Miley Brochu was all smiles and pure awe recently when she got to take her powered mobility scooter for a spin around a classroom.

Rising senior Willem Hillier of Champlain Valley Union High in Hinesburg, Vermont, was the lead engineer on the science project, which called for fashioning the scooter out of a Power Wheels toy.

"Working on this project, it's for this girl here," Hillier told the Burlington Free Press. "She can't really walk, and so this is going to be her first opportunity to be able to move herself."

Hillier spent three months revamping the Power Wheels, utilizing a 3D printer, adding a better battery and rewriting the code for the joystick that helps Miley direct her mini-vehicle.

Therapists at the University of Vermont's Center for Disability and Inclusion I-Team assisted Hillier and the Champlain Valley Union team before connecting with Miley and suggesting her as a possible recipient. Miley is a survivor of Shaken Baby Syndrome, and was adopted by Phil and Lynn Brochu. She is unable to walk on her own.

I-Team physical therapist Tamra Yandow and occupational therapist Deb Sharpe said the newfound, independent mobility will be a game-changer for the young girl.

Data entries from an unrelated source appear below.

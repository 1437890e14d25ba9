use thiserror::Error;

use folio_store::StoreError;

/// Validation and precondition errors.
///
/// Every failed precondition has a named variant with the offending values
/// embedded; callers never receive a substituted default in place of one.
#[derive(Debug, Error, Clone, PartialEq)]
pub enum ValidationError {
    #[error("ticker cannot be empty")]
    EmptyTicker,
    #[error("field '{field}' must be finite")]
    NonFiniteValue { field: &'static str },
    #[error("field '{field}' must be strictly positive")]
    NonPositiveValue { field: &'static str },
    #[error("start date must not be after end date")]
    InvalidDateRange,

    #[error("series for '{ticker}' must be ordered oldest to newest without duplicate dates")]
    UnsortedBars { ticker: String },
    #[error("series for '{ticker}' mixes adjusted and unadjusted prices")]
    MixedAdjustment { ticker: String },
    #[error("series cannot be empty")]
    EmptySeries,
    #[error("price series needs at least 2 bars to compute returns, got {got}")]
    TooFewBars { got: usize },

    #[error("portfolio must contain at least one holding")]
    NoHoldings,
    #[error("holding weight for '{ticker}' must be between 0 and 1, got {weight}")]
    WeightOutOfRange { ticker: String, weight: f64 },
    #[error("portfolio weights must sum to 1.0, got {sum}")]
    WeightSumInvalid { sum: f64 },
    #[error("no portfolio weight for ticker '{ticker}' present in the aligned returns")]
    MissingWeight { ticker: String },

    #[error("no common dates across the input series")]
    EmptyIntersection,
    #[error("aligned arrays must share one length, expected {expected}, got {got}")]
    LengthMismatch { expected: usize, got: usize },

    #[error("CAGR requires a positive year count, got {years}")]
    NonPositiveYears { years: f64 },
    #[error("requires at least {min} observations, got {got}")]
    TooFewObservations { got: usize, min: usize },
    #[error("sharpe ratio is undefined for constant returns (zero volatility)")]
    ZeroVolatility,

    #[error("a random seed is required for deterministic simulation")]
    MissingSeed,
    #[error("number of simulation paths must be greater than zero")]
    ZeroPaths,
    #[error("simulation horizon must be greater than zero")]
    ZeroHorizon,
    #[error("invalid simulation method '{value}', expected one of bootstrap, normal")]
    InvalidMethod { value: String },

    #[error("regression design matrix is rank-deficient (rank {rank}, expected {expected})")]
    RankDeficient { rank: usize, expected: usize },

    #[error("efficient frontier requires at least 2 assets, got {got}")]
    TooFewAssets { got: usize },
    #[error("efficient frontier requires at least 2 target points, got {got}")]
    TooFewTargets { got: usize },
    #[error("no frontier point converged")]
    NoFrontierPoints,
}

/// Data-layer error taxonomy.
///
/// Providers and the acquisition pipeline classify every failure into one of
/// four kinds. Messages are deterministic functions of the inputs so that a
/// failed request fails identically on replay.
#[derive(Debug, Error, Clone, PartialEq)]
pub enum DataError {
    #[error("{what} not found ({context})")]
    NotFound { what: String, context: String },

    #[error("bad input: {reason} ({context})")]
    BadInput { reason: String, context: String },

    #[error("source '{name}' is unavailable: {reason}")]
    Unavailable { name: String, reason: String },

    #[error(transparent)]
    Validation(#[from] ValidationError),
}

impl DataError {
    pub fn not_found(what: impl Into<String>, context: impl Into<String>) -> Self {
        Self::NotFound {
            what: what.into(),
            context: context.into(),
        }
    }

    pub fn bad_input(reason: impl Into<String>, context: impl Into<String>) -> Self {
        Self::BadInput {
            reason: reason.into(),
            context: context.into(),
        }
    }

    pub fn unavailable(name: impl Into<String>, reason: impl Into<String>) -> Self {
        Self::Unavailable {
            name: name.into(),
            reason: reason.into(),
        }
    }
}

impl From<StoreError> for DataError {
    fn from(error: StoreError) -> Self {
        match error {
            StoreError::NotFound { key } => Self::NotFound {
                what: String::from("stored data"),
                context: key,
            },
            StoreError::Corrupt { key, reason } => Self::BadInput {
                reason: format!("stored data is corrupt: {reason}"),
                context: key,
            },
            StoreError::EmptyPayload { key } => Self::BadInput {
                reason: String::from("cannot store empty data"),
                context: key,
            },
            StoreError::WriteFailed { key, source } => Self::Unavailable {
                name: String::from("replay store"),
                reason: format!("write failed for key '{key}': {source}"),
            },
            StoreError::Io(source) => Self::Unavailable {
                name: String::from("replay store"),
                reason: source.to_string(),
            },
        }
    }
}
//! Long-only efficient frontier via quadratic programming.
//!
//! Inputs are aligned daily returns; means and the sample covariance are
//! annualized at 252 trading days with no shrinkage. Each frontier point
//! minimizes `w' Sigma w` subject to `sum(w) = 1`, `mu' w = target`, and
//! `w >= 0`. Targets that the solver cannot reach are dropped rather than
//! approximated.

use serde::Serialize;
use tracing::debug;

use folio_core::ValidationError;

use crate::metrics::TRADING_DAYS_PER_YEAR;
use crate::returns::AlignedReturns;

#[derive(Debug, Clone, Copy, PartialEq, Serialize)]
pub struct FrontierConfig {
    /// Number of evenly spaced target returns between the minimum-variance
    /// return and the highest single-asset return.
    pub points: usize,
    /// Annual risk-free rate used for the per-point Sharpe ratio.
    pub risk_free: f64,
}

impl Default for FrontierConfig {
    fn default() -> Self {
        Self {
            points: 50,
            risk_free: 0.0,
        }
    }
}

#[derive(Debug, Clone, PartialEq, Serialize)]
pub struct FrontierPoint {
    pub weights: Vec<f64>,
    pub expected_return: f64,
    pub volatility: f64,
    pub sharpe_ratio: f64,
}

#[derive(Debug, Clone, PartialEq, Serialize)]
pub struct EfficientFrontier {
    pub tickers: Vec<String>,
    /// Converged points, ascending by volatility.
    pub points: Vec<FrontierPoint>,
    pub min_variance: FrontierPoint,
    pub target_low: f64,
    pub target_high: f64,
    pub solver: &'static str,
    pub trading_days_per_year: u32,
    pub assumptions: Vec<String>,
}

pub fn efficient_frontier(
    aligned: &AlignedReturns,
    config: &FrontierConfig,
) -> Result<EfficientFrontier, ValidationError> {
    let assets = aligned.ticker_count();
    if assets < 2 {
        return Err(ValidationError::TooFewAssets { got: assets });
    }
    if config.points < 2 {
        return Err(ValidationError::TooFewTargets { got: config.points });
    }
    if aligned.len() < 2 {
        return Err(ValidationError::TooFewObservations {
            got: aligned.len(),
            min: 2,
        });
    }

    let tickers: Vec<String> = aligned.tickers().map(str::to_owned).collect();
    let rows: Vec<&[f64]> = tickers
        .iter()
        .map(|ticker| {
            aligned
                .returns_for(ticker)
                .expect("ticker taken from the aligned set")
        })
        .collect();

    let means = annualized_means(&rows);
    let covariance = annualized_covariance(&rows);

    let min_weights = solve_qp(&covariance, &[(vec![1.0; assets], 1.0)])
        .ok_or(ValidationError::NoFrontierPoints)?;
    let min_variance = point_from_weights(min_weights, &means, &covariance, config.risk_free);

    let target_low = min_variance.expected_return;
    let target_high = means
        .iter()
        .copied()
        .fold(f64::NEG_INFINITY, f64::max);

    let mut points = Vec::with_capacity(config.points);
    for index in 0..config.points {
        let fraction = index as f64 / (config.points - 1) as f64;
        let target = target_low + (target_high - target_low) * fraction;
        let constraints = [(vec![1.0; assets], 1.0), (means.clone(), target)];
        let Some(weights) = solve_qp(&covariance, &constraints) else {
            debug!(target, "frontier target did not converge, dropping");
            continue;
        };
        points.push(point_from_weights(
            weights,
            &means,
            &covariance,
            config.risk_free,
        ));
    }

    if points.is_empty() {
        return Err(ValidationError::NoFrontierPoints);
    }

    points.sort_by(|left, right| {
        left.volatility
            .partial_cmp(&right.volatility)
            .expect("finite volatilities")
    });

    Ok(EfficientFrontier {
        tickers,
        points,
        min_variance,
        target_low,
        target_high,
        solver: "clarabel",
        trading_days_per_year: TRADING_DAYS_PER_YEAR as u32,
        assumptions: vec![
            String::from("expected returns are annualized historical means (times 252)"),
            String::from("risk is the annualized sample covariance with no shrinkage"),
            String::from("long-only portfolios, fully invested, no transaction costs"),
            String::from("a description of the historical trade-off, not a recommendation"),
        ],
    })
}

fn annualized_means(rows: &[&[f64]]) -> Vec<f64> {
    rows.iter()
        .map(|row| row.iter().sum::<f64>() / row.len() as f64 * TRADING_DAYS_PER_YEAR)
        .collect()
}

fn annualized_covariance(rows: &[&[f64]]) -> Vec<Vec<f64>> {
    let assets = rows.len();
    let periods = rows[0].len();
    let means: Vec<f64> = rows
        .iter()
        .map(|row| row.iter().sum::<f64>() / periods as f64)
        .collect();

    let mut covariance = vec![vec![0.0; assets]; assets];
    for i in 0..assets {
        for j in i..assets {
            let value = (0..periods)
                .map(|t| (rows[i][t] - means[i]) * (rows[j][t] - means[j]))
                .sum::<f64>()
                / (periods - 1) as f64
                * TRADING_DAYS_PER_YEAR;
            covariance[i][j] = value;
            covariance[j][i] = value;
        }
    }
    covariance
}

/// Minimizes `w' Sigma w` subject to the given equality rows and `w >= 0`.
/// Returns `None` when the solver does not reach an optimal solution.
fn solve_qp(covariance: &[Vec<f64>], equalities: &[(Vec<f64>, f64)]) -> Option<Vec<f64>> {
    use clarabel::algebra::*;
    use clarabel::solver::*;

    let n = covariance.len();
    let m = equalities.len();

    let mut p_data = Vec::new();
    let mut p_indices = Vec::new();
    let mut p_indptr = vec![0];
    for j in 0..n {
        for (i, row) in covariance.iter().enumerate() {
            let value = row[j];
            if value.abs() > 1e-12 {
                p_data.push(value);
                p_indices.push(i);
            }
        }
        p_indptr.push(p_data.len());
    }
    let p = CscMatrix::new(n, n, p_indptr, p_indices, p_data);

    let q = vec![0.0; n];

    // Rows: m equality constraints, then -w <= 0 for long-only.
    let mut a_data = Vec::new();
    let mut a_indices = Vec::new();
    let mut a_indptr = vec![0];
    for j in 0..n {
        for (i, (coefficients, _)) in equalities.iter().enumerate() {
            a_data.push(coefficients[j]);
            a_indices.push(i);
        }
        a_data.push(-1.0);
        a_indices.push(m + j);
        a_indptr.push(a_data.len());
    }
    let a = CscMatrix::new(m + n, n, a_indptr, a_indices, a_data);

    let mut b: Vec<f64> = equalities.iter().map(|(_, rhs)| *rhs).collect();
    b.extend(vec![0.0; n]);

    let cones = [ZeroConeT(m), NonnegativeConeT(n)];

    let settings = DefaultSettingsBuilder::default()
        .max_iter(200)
        .verbose(false)
        .build()
        .ok()?;
    let mut solver = DefaultSolver::new(&p, &q, &a, &b, &cones, settings).ok()?;
    solver.solve();

    if !matches!(solver.solution.status, SolverStatus::Solved) {
        return None;
    }

    // Clamp solver jitter and renormalize to an exact unit sum.
    let mut weights: Vec<f64> = solver.solution.x.iter().map(|w| w.max(0.0)).collect();
    let sum: f64 = weights.iter().sum();
    if sum <= 0.0 {
        return None;
    }
    for weight in &mut weights {
        *weight /= sum;
    }
    Some(weights)
}

fn point_from_weights(
    weights: Vec<f64>,
    means: &[f64],
    covariance: &[Vec<f64>],
    risk_free: f64,
) -> FrontierPoint {
    let expected_return = weights
        .iter()
        .zip(means)
        .map(|(weight, mean)| weight * mean)
        .sum::<f64>();

    let mut variance = 0.0;
    for (i, wi) in weights.iter().enumerate() {
        for (j, wj) in weights.iter().enumerate() {
            variance += wi * wj * covariance[i][j];
        }
    }
    let volatility = variance.max(0.0).sqrt();

    let sharpe_ratio = if volatility > 0.0 {
        (expected_return - risk_free) / volatility
    } else {
        0.0
    };

    FrontierPoint {
        weights,
        expected_return,
        volatility,
        sharpe_ratio,
    }
}
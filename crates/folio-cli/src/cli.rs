//! CLI argument definitions.
//!
//! All analytics commands read local JSON snapshots (a portfolio definition
//! plus one price-series file per holding) so that runs are reproducible
//! from files alone. The `store` command inspects a replay-store directory.

use std::path::PathBuf;

use clap::{Args, Parser, Subcommand};

/// Deterministic portfolio analytics over replay-stable market data.
#[derive(Debug, Parser)]
#[command(name = "folio", version, about = "Deterministic portfolio analytics")]
pub struct Cli {
    /// Pretty-print JSON output with indentation.
    #[arg(long, global = true, default_value_t = false)]
    pub pretty: bool,

    #[command(subcommand)]
    pub command: Command,
}

#[derive(Debug, Subcommand)]
pub enum Command {
    /// Performance metrics for a portfolio over its price history.
    Metrics(MetricsArgs),
    /// Fama-French three-factor regression of portfolio excess returns.
    Regression(RegressionArgs),
    /// Seeded Monte Carlo simulation of future portfolio returns.
    Simulate(SimulateArgs),
    /// Long-only efficient frontier over the portfolio's assets.
    Frontier(FrontierArgs),
    /// Inspect a replay-store directory.
    Store(StoreArgs),
}

#[derive(Debug, Args)]
pub struct PortfolioInputs {
    /// Portfolio definition JSON file.
    #[arg(long)]
    pub portfolio: PathBuf,

    /// Price series snapshot JSON files, one per holding.
    #[arg(long = "prices", required = true, num_args = 1..)]
    pub prices: Vec<PathBuf>,
}

#[derive(Debug, Args)]
pub struct MetricsArgs {
    #[command(flatten)]
    pub inputs: PortfolioInputs,

    /// Annual risk-free rate used by the Sharpe ratio.
    #[arg(long, default_value_t = 0.0)]
    pub risk_free: f64,
}

#[derive(Debug, Args)]
pub struct RegressionArgs {
    #[command(flatten)]
    pub inputs: PortfolioInputs,

    /// Factor series snapshot JSON file.
    #[arg(long)]
    pub factors: PathBuf,
}

#[derive(Debug, Args)]
pub struct SimulateArgs {
    #[command(flatten)]
    pub inputs: PortfolioInputs,

    /// Number of simulated paths.
    #[arg(long, default_value_t = 1000)]
    pub paths: usize,

    /// Horizon in trading days.
    #[arg(long, default_value_t = 252)]
    pub horizon: usize,

    /// Random seed. Required; there is no implicit default.
    #[arg(long)]
    pub seed: Option<u64>,

    /// Simulation method: bootstrap or normal.
    #[arg(long, default_value = "bootstrap")]
    pub method: String,
}

#[derive(Debug, Args)]
pub struct FrontierArgs {
    #[command(flatten)]
    pub inputs: PortfolioInputs,

    /// Number of evenly spaced target returns.
    #[arg(long, default_value_t = 50)]
    pub points: usize,

    /// Annual risk-free rate for per-point Sharpe ratios.
    #[arg(long, default_value_t = 0.0)]
    pub risk_free: f64,
}

#[derive(Debug, Args)]
pub struct StoreArgs {
    /// Root directory of the replay store.
    #[arg(long)]
    pub dir: PathBuf,

    #[command(subcommand)]
    pub action: StoreAction,
}

#[derive(Debug, Subcommand)]
pub enum StoreAction {
    /// Report whether a key is present.
    Exists(KeyArgs),
    /// Print the stored snapshot for a key.
    Read(KeyArgs),
}

#[derive(Debug, Args)]
pub struct KeyArgs {
    /// Key prefix, normally the source identifier.
    #[arg(long)]
    pub prefix: String,

    /// Key components as NAME=VALUE pairs; order does not matter.
    #[arg(long = "component", value_name = "NAME=VALUE", num_args = 1..)]
    pub components: Vec<String>,
}
use serde::de::Error as DeError;
use serde::{Deserialize, Deserializer, Serialize};
use time::Date;

use super::validate_finite;
use crate::error::ValidationError;

/// One day of Fama-French three-factor observations, in decimal form
/// (0.01 means one percent).
#[derive(Debug, Clone, Copy, PartialEq, Serialize, Deserialize)]
pub struct FactorBar {
    pub date: Date,
    pub market_excess: f64,
    pub smb: f64,
    pub hml: f64,
    pub risk_free: f64,
}

impl FactorBar {
    pub fn new(
        date: Date,
        market_excess: f64,
        smb: f64,
        hml: f64,
        risk_free: f64,
    ) -> Result<Self, ValidationError> {
        validate_finite("market_excess", market_excess)?;
        validate_finite("smb", smb)?;
        validate_finite("hml", hml)?;
        validate_finite("risk_free", risk_free)?;

        Ok(Self {
            date,
            market_excess,
            smb,
            hml,
            risk_free,
        })
    }
}

#[derive(Debug, Clone, PartialEq, Eq, Serialize, Deserialize)]
pub struct FactorSeriesMeta {
    pub source: String,
    pub dataset: String,
    pub frequency: String,
}

impl FactorSeriesMeta {
    pub fn daily(source: &str, dataset: &str) -> Self {
        Self {
            source: source.to_owned(),
            dataset: dataset.to_owned(),
            frequency: String::from("daily"),
        }
    }
}

/// Strictly date-ascending factor series.
#[derive(Debug, Clone, PartialEq, Serialize)]
pub struct FactorSeries {
    bars: Vec<FactorBar>,
    meta: FactorSeriesMeta,
}

impl FactorSeries {
    pub fn new(bars: Vec<FactorBar>, meta: FactorSeriesMeta) -> Result<Self, ValidationError> {
        if bars.is_empty() {
            return Err(ValidationError::EmptySeries);
        }

        for pair in bars.windows(2) {
            if pair[0].date >= pair[1].date {
                return Err(ValidationError::UnsortedBars {
                    ticker: meta.dataset.clone(),
                });
            }
        }

        Ok(Self { bars, meta })
    }

    pub fn bars(&self) -> &[FactorBar] {
        self.bars.as_slice()
    }

    pub fn meta(&self) -> &FactorSeriesMeta {
        &self.meta
    }
}

#[derive(Deserialize)]
struct FactorSeriesSnapshot {
    bars: Vec<FactorBar>,
    meta: FactorSeriesMeta,
}

impl<'de> Deserialize<'de> for FactorSeries {
    fn deserialize<D>(deserializer: D) -> Result<Self, D::Error>
    where
        D: Deserializer<'de>,
    {
        let raw = FactorSeriesSnapshot::deserialize(deserializer)?;
        Self::new(raw.bars, raw.meta).map_err(D::Error::custom)
    }
}
//! Provider contracts for upstream market data.
//!
//! Implementations must honor the never-partial rule: a fetch either returns
//! a complete, validated value for the requested range or classifies its
//! failure as a [`DataError`]. Returning a truncated series instead of an
//! error would poison the replay store for every future run of that request.

use serde_json::Value;
use time::Date;

use crate::domain::{FactorSeries, PriceSeries};
use crate::error::DataError;

/// Daily OHLCV history for one ticker over an inclusive date range.
pub trait PriceProvider {
    /// Stable lowercase identifier used as the store key prefix.
    fn source(&self) -> &str;

    fn fetch_price_series(
        &self,
        ticker: &str,
        start: Date,
        end: Date,
    ) -> Result<PriceSeries, DataError>;
}

/// Daily Fama-French three-factor data over an inclusive date range.
pub trait FactorProvider {
    fn source(&self) -> &str;

    /// Dataset identifier, part of the store key.
    fn dataset(&self) -> &str;

    fn fetch_factor_series(&self, start: Date, end: Date) -> Result<FactorSeries, DataError>;
}

/// Regulatory filing metadata, keyed by registrant identifier.
pub trait FilingProvider {
    fn source(&self) -> &str;

    /// The raw submissions document for one registrant. Kept as JSON since
    /// the upstream schema is open-ended.
    fn fetch_submissions(&self, registrant_id: &str) -> Result<Value, DataError>;
}
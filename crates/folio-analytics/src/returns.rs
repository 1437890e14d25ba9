//! Simple-return construction and date alignment.

use std::collections::{BTreeMap, BTreeSet};

use serde::Serialize;
use time::Date;

use folio_core::{PriceSeries, ValidationError};

/// One daily simple return.
#[derive(Debug, Clone, Copy, PartialEq, Serialize)]
pub struct ReturnBar {
    pub date: Date,
    pub value: f64,
}

/// Daily simple returns for one ticker, date-ascending.
#[derive(Debug, Clone, PartialEq, Serialize)]
pub struct ReturnSeries {
    ticker: String,
    bars: Vec<ReturnBar>,
    uses_adjusted: bool,
}

impl ReturnSeries {
    pub fn new(
        ticker: &str,
        bars: Vec<ReturnBar>,
        uses_adjusted: bool,
    ) -> Result<Self, ValidationError> {
        if bars.is_empty() {
            return Err(ValidationError::EmptySeries);
        }
        Ok(Self {
            ticker: ticker.to_uppercase(),
            bars,
            uses_adjusted,
        })
    }

    pub fn ticker(&self) -> &str {
        self.ticker.as_str()
    }

    pub fn bars(&self) -> &[ReturnBar] {
        self.bars.as_slice()
    }

    pub fn uses_adjusted(&self) -> bool {
        self.uses_adjusted
    }
}

/// Converts prices to simple returns, `p[t] / p[t-1] - 1`, dated by the later
/// bar. Adjusted closes are preferred when the series carries them.
pub fn price_series_to_returns(series: &PriceSeries) -> Result<ReturnSeries, ValidationError> {
    let bars = series.bars();
    if bars.len() < 2 {
        return Err(ValidationError::TooFewBars { got: bars.len() });
    }

    let returns = bars
        .windows(2)
        .map(|pair| ReturnBar {
            date: pair[1].date,
            value: pair[1].effective_close() / pair[0].effective_close() - 1.0,
        })
        .collect();

    ReturnSeries::new(series.meta().ticker.as_str(), returns, series.uses_adjusted())
}

/// Return series for several tickers restricted to their common dates,
/// ascending. Tickers iterate in lexicographic order.
#[derive(Debug, Clone, PartialEq, Serialize)]
pub struct AlignedReturns {
    dates: Vec<Date>,
    by_ticker: BTreeMap<String, Vec<f64>>,
}

impl AlignedReturns {
    pub fn dates(&self) -> &[Date] {
        self.dates.as_slice()
    }

    pub fn len(&self) -> usize {
        self.dates.len()
    }

    pub fn is_empty(&self) -> bool {
        self.dates.is_empty()
    }

    pub fn tickers(&self) -> impl Iterator<Item = &str> {
        self.by_ticker.keys().map(String::as_str)
    }

    pub fn ticker_count(&self) -> usize {
        self.by_ticker.len()
    }

    pub fn returns_for(&self, ticker: &str) -> Option<&[f64]> {
        self.by_ticker.get(ticker).map(Vec::as_slice)
    }

    pub fn iter(&self) -> impl Iterator<Item = (&str, &[f64])> {
        self.by_ticker
            .iter()
            .map(|(ticker, values)| (ticker.as_str(), values.as_slice()))
    }
}

/// Aligns series by strict date intersection. Dates missing from any series
/// are dropped from all of them; nothing is filled or interpolated.
pub fn align_by_intersection(series: &[ReturnSeries]) -> Result<AlignedReturns, ValidationError> {
    if series.is_empty() {
        return Err(ValidationError::EmptySeries);
    }

    let mut common: BTreeSet<Date> = series[0].bars().iter().map(|bar| bar.date).collect();
    for one in &series[1..] {
        let dates: BTreeSet<Date> = one.bars().iter().map(|bar| bar.date).collect();
        common.retain(|date| dates.contains(date));
    }

    if common.is_empty() {
        return Err(ValidationError::EmptyIntersection);
    }

    let dates: Vec<Date> = common.into_iter().collect();
    let mut by_ticker = BTreeMap::new();
    for one in series {
        let lookup: BTreeMap<Date, f64> = one
            .bars()
            .iter()
            .map(|bar| (bar.date, bar.value))
            .collect();
        let values = dates
            .iter()
            .map(|date| lookup[date])
            .collect::<Vec<f64>>();
        by_ticker.insert(one.ticker().to_owned(), values);
    }

    Ok(AlignedReturns { dates, by_ticker })
}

They also said it will give her a chance to practice getting around on her own as she awaits the arrival of her powered wheelchair.

"Kids who are unable to walk, if you give them the ability to independently move, then their other motor skills increase. Their social skills increase. Their play skills can increase," Yandow said. "It's good for their verbal and language skills. It just encompasses everything, if you give them that independence."

Olaf Verdonk, the team's robotics and engineering teacher, said other teams had now embarked on projects to help students with disabilities at the school.

"The big piece that this project tied in was empathy, and that's a big piece of the design thinking that doesn't really happen in most cases. ... That's been a really wonderful piece. ... It's no longer their [the students'] ego saying, 'This is the best idea,'" Verdonk said. "They actually have to think about the empathy piece, which is awesome."